MD. FNB, Pediatric Cardiologist
Dr Ravi Ranjan Tripathi Is A Graduate From Mgm Medical College, Indore. He Completed His Post Graduation (md Pediatrics) From Gandhi Medical College, Bhopal. He Was Granted “fellowship In Neonatal Intensive Care” At B J Wadia Hospital For Children, Mumbai. Pursuing His Interest In “pediatric Cardiology” He Joined Fellowship In “kokilaben Dhirubhai Ambani Hospital And Research Centre” In Mumbai. He Was Selected For “fellowship National Board Fnb” In Pediatric Cardiology And Spent Two Years At “frontier Lifeline Hospital & Dr K M Cherian Heart Foundation” In Chennai Among The Pioneers In The Field Of Pediatric Cardiac Care. He Has Been Trained In Neonatal And Pediatric Echocardiography, Pediatric Cardiac Catheterization, Pediatric Transcatheter Interventions Like Device Closures, Balloon Angioplasties, Stent Angioplasties, Etc. Ravi Ranjan Tripathi Is “interventional Pediatric Cardiologist” At Indore Mp. He Specializes In Treatment Of Newborns, Children And Adults With “structural And Congenital Heart Defects”. Since 2012 He Has Performed More Than 500 Pediatric Cardiac Interventions Including Device Closures, Balloon Valvuloplasties, Stent Angiooplasties In Indore. He Is Visiting Faculty To Different Centres In MP And Central India
Congenital Heart Defects
Facts about CHD
- Congenital heart defects are problems with the heart’s structure that are present at birth.
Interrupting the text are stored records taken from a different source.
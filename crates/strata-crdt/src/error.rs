use strata_types::Actor;
use thiserror::Error;

/// Unrecoverable CRDT failures.
///
/// These signal a corrupted or misused history. Ordinary ordering races are
/// reported as `Ok(false)` from `apply_operation` instead.
#[derive(Debug, Error, Clone, PartialEq, Eq)]
pub enum CrdtError {
    /// Two replicas recorded different values for an actor at versions that
    /// cannot be ordered.
    #[error(
        "divergent versions for actor {actor}: local value {local_value}@{local_version}, \
         remote value {remote_value}@{remote_version}"
    )]
    DivergentVersions {
        actor: Actor,
        local_value: u64,
        local_version: u64,
        remote_value: u64,
        remote_version: u64,
    },

    /// A replica advanced an actor's version without recording a value.
    #[error("model has version but no value for actor {0}")]
    VersionWithoutValue(Actor),

    /// An operation names no actor, so it cannot advance any version.
    #[error("CRDT operation must name an actor")]
    EmptyActor,

    /// A value was submitted without an id.
    #[error("CRDT value must have an id")]
    MissingId,

    /// A message or operation targets a different CRDT kind.
    #[error("wrong CRDT kind: store manages a {expected}, received a {found}")]
    WrongKind {
        expected: &'static str,
        found: &'static str,
    },
}

/// Result alias for CRDT operations.
pub type CrdtResult<T> = Result<T, CrdtError>;

pub(crate) fn check_actor(actor: &Actor) -> CrdtResult<()> {
    if actor.as_str().is_empty() {
        return Err(CrdtError::EmptyActor);
    }
    Ok(())
}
- Congenital heart defects change the normal flow of blood through the heart.
- Congenital heart defects are the most common type of birth defect, affecting 8 out of every 1,000 newborns.
- There are many types of congenital heart defects ranging from simple to very complex.
- Doctors don’t know what causes most congenital heart defects. Heredity may play a role.
- Severe defects can cause symptoms such as:Rapid breathing, bluish tint to skin, lips, and fingernails. This is called cyanosis, Fatigue (tiredness), Poor blood circulation.
- Serious heart defects are usually diagnosed while a baby is still in the womb or soon after birth. Some defects aren’t diagnosed until later in childhood, or even in adulthood.
- An echocardiogram is an important test for both diagnosing a heart problem and following the problem over time. This test helps diagnose problems with how the heart is formed and how well it’s working. Other tests include EKG (electrocardiogram), chest x ray, pulse oximetry, and cardiac catheterization.
- Doctors treat congenital heart defects with catheter procedures and surgery.
- Treatment depends on the type and severity of the defect.
- With new advances in testing and treatment, most children with congenital heart defects grow into adulthood and can live healthy, productive lives. Some need special care all though their lives to maintain a good quality of life.
Types of Congenital Heart Defects
Holes in the Heart (Septal Defects) – ASD, VSD, PDA
The septum is the wall that separates the chambers on left and right sides of the heart. The wall prevents blood from mixing between the two sides of the heart. Some babies are born with holes in the septum. These holes allow blood to mix between the two sides of the heart.
An ASD is a hole in the part of the septum that separates the atria—the upper chambers of the heart. The hole allows oxygen-rich blood from the left atrium to flow into the right atrium, instead of flowing into the left ventricle as it should. Many children who have ASDs have few, if any, symptoms.ASDs can be small, medium, or large. Small ASDs allow only a little blood to leak from one atrium to the other. They don’t affect how the heart works and don’t need any special treatment. Many small ASDs close on their own as the heart grows during childhood.
Medium and large ASDs allow more blood to leak from one atrium to the other. They’re less likely to close on their own.About half of all ASDs close on their own over time. Medium and large ASDs that need treatment can be repaired using a catheter procedure or open-heart surgery.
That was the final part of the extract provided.